Oxygen has a similar electron arrangement, with one key difference. Its eighth electron doubly fills one of the 2p orbitals. When two electrons occupy the same orbital, there is a repulsive force between them as they each have negative charges in close proximity to one another. Because of this repulsive force, the electron arrangement of oxygen is less stable with higher energy. It becomes easier to remove this extra electron, and thus oxygen has a lower ionization energy than nitrogen. And as an extension, the instability of this extra electron in a p subshell in any group six element lowers its ionization energy below what would be expected from the trend. In general, a group six element will have a lower ionization energy than the group five element just preceding it on the periodic table.

If we made similar graphs that show the ionization energy of the elements in different periods, they would have a similar shape, with decreases in ionization energy from the second element to the third element and from the fifth element to the sixth. Earlier in the video, we learned that sodium’s first ionization energy is relatively much smaller than its second and third ionization energies. We also learned that the arrangement of electrons within orbitals can dictate high and low ionization energies. In this case, it makes sense that sodium has a low first ionization energy because it has one more electron than neon, a noble gas with an extremely stable electron configuration of full orbitals.

If we remove one electron from sodium to create a sodium ion, we have given our sodium ion an electron configuration identical to neon’s, a very stable configuration with a full outer electron shell. Removing any more electrons would go from this stable state to an unstable state and require a lot of energy. This electron configuration explains why sodium’s second and third ionization energies are much higher than its first ionization energy. Based on this pattern, what would we expect to see in the first, second, and third ionization energies of magnesium, the next element on the periodic table?

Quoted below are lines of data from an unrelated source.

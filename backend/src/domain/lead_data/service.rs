//! Core entry points: initialisation, reads, and update-by-id.

use std::sync::Arc;

use serde_json::json;
use tracing::{debug, warn};

use crate::domain::ports::{KeyValueStore, KeyValueStoreError, SeedSource};
use crate::domain::record_store::{
    Collection, InitOutcome, Leads, RecordStore, RecordStoreError, Snapshot, Users,
};
use crate::domain::{Actor, DomainError, Lead, LoginCredentials, User, UserId, UserPatch};

/// Attempts an update makes before giving up on a contended collection.
pub const MAX_UPDATE_ATTEMPTS: usize = 5;

/// Result of an update-by-id.
#[derive(Debug, Clone, Copy, PartialEq, Eq)]
pub enum UpdateOutcome {
    /// The record was found and the collection rewritten.
    Applied,
    /// No record carries the id; nothing was written.
    NotFound,
}

/// Service over the `users` and `leads` collections.
pub struct LeadDataService<S, G> {
    records: RecordStore<S>,
    seeds: Arc<G>,
}

impl<S, G> Clone for LeadDataService<S, G> {
    fn clone(&self) -> Self {
        Self {
            records: self.records.clone(),
            seeds: Arc::clone(&self.seeds),
        }
    }
}

impl<S, G> LeadDataService<S, G> {
    /// Create a service over `records`, seeding empty stores from `seeds`.
    pub const fn new(records: RecordStore<S>, seeds: Arc<G>) -> Self {
        Self { records, seeds }
    }

    /// Underlying record store.
    #[must_use]
    pub const fn records(&self) -> &RecordStore<S> {
        &self.records
    }
}

impl<S, G> LeadDataService<S, G>
where
    S: KeyValueStore,
    G: SeedSource,
{
    /// Seed the user roster if the store has none.
    ///
    /// # Errors
    ///
    /// Returns [`DomainError`] when the store or the seed source fails.
    pub fn initialize_users(&self) -> Result<InitOutcome, DomainError> {
        self.records
            .initialize_if_absent::<Users, _>(|| self.seeds.users())
            .map_err(map_record_store_error)
    }

    /// Seed users, then leads for the stored users, each only if absent.
    ///
    /// Returns the outcome for the leads collection.
    ///
    /// # Errors
    ///
    /// Returns [`DomainError`] when the store or the seed source fails.
    pub fn initialize_data(&self) -> Result<InitOutcome, DomainError> {
        self.initialize_users()?;
        let users = self.get_users()?;
        self.records
            .initialize_if_absent::<Leads, _>(|| self.seeds.leads(&users))
            .map_err(map_record_store_error)
    }

    /// All stored users; empty when absent.
    ///
    /// # Errors
    ///
    /// Returns [`DomainError`] when the store fails or, in strict mode, the
    /// payload is malformed.
    pub fn get_users(&self) -> Result<Vec<User>, DomainError> {
        self.records.read::<Users>().map_err(map_record_store_error)
    }

    /// All stored leads; empty when absent.
    ///
    /// # Errors
    ///
    /// See [`LeadDataService::get_users`].
    pub fn get_leads(&self) -> Result<Vec<Lead>, DomainError> {
        self.records.read::<Leads>().map_err(map_record_store_error)
    }

    /// Shallow-merge `patch` into the user with `id`.
    ///
    /// An unknown id writes nothing and yields [`UpdateOutcome::NotFound`].
    ///
    /// # Errors
    ///
    /// Returns a [`crate::domain::ErrorCode::Conflict`] error when the
    /// collection kept changing underneath the update.
    pub fn update_user(&self, id: &UserId, patch: &UserPatch) -> Result<UpdateOutcome, DomainError> {
        self.update_collection::<Users, _>(id.as_ref(), |users| {
            let Some(user) = users.iter_mut().find(|user| user.id == *id) else {
                return false;
            };
            patch.apply_to(user);
            true
        })
    }

    /// Replace the stored lead whose id matches `lead.id`.
    ///
    /// An unknown id writes nothing and yields [`UpdateOutcome::NotFound`].
    ///
    /// # Errors
    ///
    /// See [`LeadDataService::update_user`].
    pub fn update_lead(&self, lead: &Lead) -> Result<UpdateOutcome, DomainError> {
        self.update_collection::<Leads, _>(lead.id.as_ref(), |leads| {
            let Some(stored) = leads.iter_mut().find(|stored| stored.id == lead.id) else {
                return false;
            };
            stored.clone_from(lead);
            true
        })
    }

    /// Resolve credentials to the matching user, seeding users first.
    ///
    /// # Errors
    ///
    /// Returns an [`crate::domain::ErrorCode::Unauthorized`] error when no
    /// active user carries the credentials.
    pub fn login(&self, credentials: &LoginCredentials) -> Result<Actor, DomainError> {
        self.initialize_users()?;
        self.get_users()?
            .iter()
            .find(|user| credentials.matches(user))
            .map(Actor::from)
            .ok_or_else(|| DomainError::unauthorized("invalid credentials"))
    }

    /// Read-modify-write with revision checks.
    ///
    /// `apply` edits the freshly read records and returns `false` when the
    /// target is missing. It may run once per attempt.
    pub(super) fn update_collection<C, F>(
        &self,
        id: &str,
        mut apply: F,
    ) -> Result<UpdateOutcome, DomainError>
    where
        C: Collection,
        F: FnMut(&mut [C::Record]) -> bool,
    {
        for attempt in 1..=MAX_UPDATE_ATTEMPTS {
            let Snapshot {
                mut records,
                revision,
            } = self
                .records
                .read_versioned::<C>()
                .map_err(map_record_store_error)?;

            if !apply(&mut records) {
                warn!(collection = C::KEY, id, "update target not found; nothing written");
                return Ok(UpdateOutcome::NotFound);
            }

            match self.records.write_if_revision::<C>(revision, &records) {
                Ok(_) => return Ok(UpdateOutcome::Applied),
                Err(RecordStoreError::Store(KeyValueStoreError::RevisionMismatch {
                    actual, ..
                })) => {
                    debug!(collection = C::KEY, id, attempt, actual, "revision moved; retrying");
                }
                Err(err) => return Err(map_record_store_error(err)),
            }
        }

        Err(DomainError::conflict("collection changed during update").with_details(json!({
            "collection": C::KEY,
            "id": id,
            "attempts": MAX_UPDATE_ATTEMPTS,
            "code": "revision_mismatch",
        })))
    }
}

pub(super) fn map_record_store_error(error: RecordStoreError) -> DomainError {
    match error {
        RecordStoreError::Store(KeyValueStoreError::RevisionMismatch {
            key,
            expected,
            actual,
        }) => DomainError::conflict("revision mismatch").with_details(json!({
            "collection": key,
            "expectedRevision": expected,
            "actualRevision": actual,
            "code": "revision_mismatch",
        })),
        RecordStoreError::Store(KeyValueStoreError::Io { key, message }) => {
            DomainError::internal(format!("record store unavailable: {message}"))
                .with_details(json!({ "collection": key, "code": "store_io" }))
        }
        RecordStoreError::Malformed { key, message } => {
            DomainError::internal(format!("stored {key} are malformed: {message}"))
                .with_details(json!({ "collection": key, "code": "malformed_payload" }))
        }
        RecordStoreError::Encode { key, message } => {
            DomainError::internal(format!("failed to encode {key}: {message}"))
        }
        RecordStoreError::Seed(err) => DomainError::internal(err.to_string()),
    }
}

Well, compared to neon, magnesium has two extra electrons, both in the 3s orbital. We can take away these two extra electrons to form the most common ion of magnesium, an Mg2+ ion. Removing these electrons gives the ion the same stable electron configuration as neon.

Based on these electron configurations, we can make some predictions about the ionization energies of magnesium. Since the first two electrons are easily removed to create an Mg2+ ion, the first and second ionization energies should be relatively low. However, removing any additional electrons will be extremely difficult, making the third ionization energy of magnesium relatively high. If we look at the actual ionization energies for magnesium, it matches this predicted pattern. The first and second ionization energies of 738 kilojoules per mole and 1451 kilojoules per mole are relatively small when compared to the third ionization energy of 7733 kilojoules per mole.

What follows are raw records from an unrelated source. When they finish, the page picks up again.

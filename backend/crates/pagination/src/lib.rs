//! Page-number pagination primitives.
//!
//! Pages are 1-indexed. [`paginate`] is a plain slice operation and does
//! **not** clamp its page number: callers are expected to clamp with
//! [`clamp_page`] against [`page_count`] first. An out-of-range page yields
//! an empty slice rather than wrapping or panicking. [`Page::from_items`]
//! bundles the clamp-then-slice sequence for callers that want an envelope.
//!
//! # Example
//!
//! ```
//! use pagination::{clamp_page, page_count, paginate};
//!
//! let items: Vec<u32> = (1..=23).collect();
//! assert_eq!(paginate(&items, 5, 3), &[11, 12, 13, 14, 15]);
//! assert_eq!(paginate(&items, 5, 5), &[21, 22, 23]);
//!
//! // Page 9 does not exist; clamp before slicing.
//! let last = clamp_page(9, page_count(items.len(), 5));
//! assert_eq!(last, 5);
//! ```

use std::num::NonZeroUsize;

use serde::{Deserialize, Serialize};
use thiserror::Error;

/// Errors raised when constructing a [`PageRequest`].
#[derive(Debug, Clone, Copy, PartialEq, Eq, Error)]
pub enum PaginationError {
    /// Page sizes must hold at least one item.
    #[error("page size must be greater than zero")]
    ZeroPageSize,
}

/// Returns the `page_number`-th page of `items`, counting from 1.
///
/// The page number is used as given. Page 0, pages past the end, and a zero
/// page size all produce an empty slice.
#[must_use]
pub fn paginate<T>(items: &[T], page_size: usize, page_number: usize) -> &[T] {
    let Some(zero_based) = page_number.checked_sub(1) else {
        return &[];
    };
    let start = zero_based.saturating_mul(page_size);
    let end = start.saturating_add(page_size).min(items.len());
    items.get(start..end).unwrap_or(&[])
}

/// Number of pages needed to show `total_items` items, `page_size` at a time.
///
/// Returns 0 for an empty collection or a zero page size.
#[must_use]
pub const fn page_count(total_items: usize, page_size: usize) -> usize {
    if page_size == 0 {
        return 0;
    }
    total_items.div_ceil(page_size)
}

/// Clamps `page` to `[1, max(1, page_count)]`.
///
/// An empty collection still has a first (empty) page to show.
#[must_use]
pub fn clamp_page(page: usize, page_count: usize) -> usize {
    page.clamp(1, page_count.max(1))
}

/// A validated request for one page.
#[derive(Debug, Clone, Copy, PartialEq, Eq)]
pub struct PageRequest {
    page: usize,
    page_size: NonZeroUsize,
}

impl PageRequest {
    /// Builds a request for `page` with `page_size` items per page.
    ///
    /// The page number is not validated here; [`Page::from_items`] clamps it
    /// against the actual collection size.
    ///
    /// # Errors
    ///
    /// Returns [`PaginationError::ZeroPageSize`] if `page_size` is zero.
    pub fn new(page: usize, page_size: usize) -> Result<Self, PaginationError> {
        let page_size = NonZeroUsize::new(page_size).ok_or(PaginationError::ZeroPageSize)?;
        Ok(Self { page, page_size })
    }

    /// Requested page number, before clamping.
    #[must_use]
    pub const fn page(&self) -> usize {
        self.page
    }

    /// Items per page.
    #[must_use]
    pub const fn page_size(&self) -> usize {
        self.page_size.get()
    }
}

/// One page of items together with the totals a pager needs.
#[derive(Debug, Clone, PartialEq, Eq, Serialize, Deserialize)]
#[serde(rename_all = "camelCase")]
pub struct Page<T> {
    /// Items on this page.
    pub items: Vec<T>,
    /// Page number actually served, after clamping.
    pub page: usize,
    /// Items per page.
    pub page_size: usize,
    /// Size of the whole collection.
    pub total_items: usize,
    /// Number of pages in the whole collection.
    pub total_pages: usize,
}

impl<T: Clone> Page<T> {
    /// Clamps the requested page against `items` and slices it out.
    ///
    /// # Examples
    ///
    /// ```
    /// use pagination::{Page, PageRequest};
    ///
    /// let items: Vec<u32> = (1..=7).collect();
    /// let request = PageRequest::new(4, 5).expect("non-zero page size");
    /// let page = Page::from_items(&items, request);
    ///
    /// assert_eq!(page.page, 2);
    /// assert_eq!(page.items, vec![6, 7]);
    /// assert!(!page.has_next());
    /// ```
    #[must_use]
    pub fn from_items(items: &[T], request: PageRequest) -> Self {
        let page_size = request.page_size();
        let total_pages = page_count(items.len(), page_size);
        let page = clamp_page(request.page(), total_pages);
        Self {
            items: paginate(items, page_size, page).to_vec(),
            page,
            page_size,
            total_items: items.len(),
            total_pages,
        }
    }
}

impl<T> Page<T> {
    /// Whether a page precedes this one.
    #[must_use]
    pub const fn has_previous(&self) -> bool {
        self.page > 1
    }

    /// Whether a page follows this one.
    #[must_use]
    pub const fn has_next(&self) -> bool {
        self.page < self.total_pages
    }
}

#[cfg(test)]
mod tests {
    use rstest::{fixture, rstest};

    use super::*;

    #[fixture]
    fn items() -> Vec<u32> {
        (1..=23).collect()
    }

    #[rstest]
    #[case(1, vec![1, 2, 3, 4, 5])]
    #[case(3, vec![11, 12, 13, 14, 15])]
    #[case(5, vec![21, 22, 23])]
    #[case(6, vec![])]
    #[case(0, vec![])]
    fn paginate_slices_one_indexed_pages(
        items: Vec<u32>,
        #[case] page: usize,
        #[case] expected: Vec<u32>,
    ) {
        assert_eq!(paginate(&items, 5, page), expected.as_slice());
    }

    #[rstest]
    fn paginate_does_not_clamp(items: Vec<u32>) {
        assert!(paginate(&items, 5, 99).is_empty());
        assert!(paginate(&items, 5, usize::MAX).is_empty());
    }

    #[rstest]
    fn zero_page_size_yields_nothing(items: Vec<u32>) {
        assert!(paginate(&items, 0, 1).is_empty());
        assert_eq!(page_count(items.len(), 0), 0);
    }

    #[rstest]
    #[case(0, 5, 0)]
    #[case(5, 5, 1)]
    #[case(6, 5, 2)]
    #[case(23, 5, 5)]
    fn page_count_rounds_up(#[case] total: usize, #[case] size: usize, #[case] expected: usize) {
        assert_eq!(page_count(total, size), expected);
    }

    #[rstest]
    #[case(0, 5, 1)]
    #[case(3, 5, 3)]
    #[case(9, 5, 5)]
    #[case(4, 0, 1)]
    fn clamp_page_stays_in_range(#[case] page: usize, #[case] count: usize, #[case] expected: usize) {
        assert_eq!(clamp_page(page, count), expected);
    }

    #[test]
    fn page_request_rejects_zero_size() {
        assert_eq!(PageRequest::new(1, 0), Err(PaginationError::ZeroPageSize));
    }

    #[rstest]
    fn page_envelope_reports_totals(items: Vec<u32>) {
        let request = PageRequest::new(3, 5).expect("valid request");
        let page = Page::from_items(&items, request);
        assert_eq!(page.items, vec![11, 12, 13, 14, 15]);
        assert_eq!(page.total_items, 23);
        assert_eq!(page.total_pages, 5);
        assert!(page.has_previous());
        assert!(page.has_next());
    }

    #[test]
    fn empty_collection_serves_an_empty_first_page() {
        let request = PageRequest::new(3, 5).expect("valid request");
        let page = Page::<u32>::from_items(&[], request);
        assert_eq!(page.page, 1);
        assert!(page.items.is_empty());
        assert!(!page.has_previous());
        assert!(!page.has_next());
    }

    #[test]
    fn page_serializes_to_camel_case() {
        let request = PageRequest::new(1, 2).expect("valid request");
        let page = Page::from_items(&[1_u32, 2, 3], request);
        let json = serde_json::to_string(&page).expect("serialize");
        assert!(json.contains("\"pageSize\":2"));
        assert!(json.contains("\"totalPages\":2"));
    }
}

All of the alkali earth metals in group two of the periodic table give up two electrons to form two plus ions. So another alkali earth metal, like calcium, will show the same pattern in first, second, and third ionization energies as magnesium. We see a relatively low first and second ionization energy of 590 kilojoules per mole and 1145 kilojoules per mole and then a sharp increase at the third ionization energy of 4912 kilojoules per mole. This pattern continues across the periodic table. Phosphorus has five extra electrons when compared to neon. So there’s a steady increase in its first five ionization energies, from 1012 kilojoules per mole up to 6274 kilojoules per mole. However, there’s a sharp increase from the fifth to the sixth ionization energy, up to 21268 kilojoules per mole.

The takeaway here is that there is a predictable, sharp increase in ionization energy. For group one elements like sodium, that increase happens between the first and second ionization energies. For group two elements like magnesium and calcium, it happens when we reach the third ionization energy. And we can extend this pattern across the periodic table. A group five or group 15 element like phosphorus will see a sharp increase at its sixth ionization energy. This pattern is so consistent that we can look at a list of successive ionization energies for an unknown element and use the location of the sharp increase to predict what group that element belongs to.

Now that we’ve learned about ionization energy, let’s review the key points. Ionization energy is the energy required to eject or remove an electron, specifically from a neutral gaseous atom in its ground state. The first, second, or third ionization energies refer to the removal of the first, second, or third electron. Ionization energy decreases as we move down a group in the periodic table due to those elements having a larger atomic radius and a greater shielding effect from the inner shells of electrons.

Ionization energy also increases across a period due to the smaller atomic radius that emerges when we add more protons to the nucleus. There are a couple exceptions to these patterns. Elements in groups three and six on the periodic table have lower ionization energies than predicted due to the fact that their electrons partially fill orbitals in an unstable way. Lastly, groups show predictable increases in successive ionization energies based on the number of valence electrons.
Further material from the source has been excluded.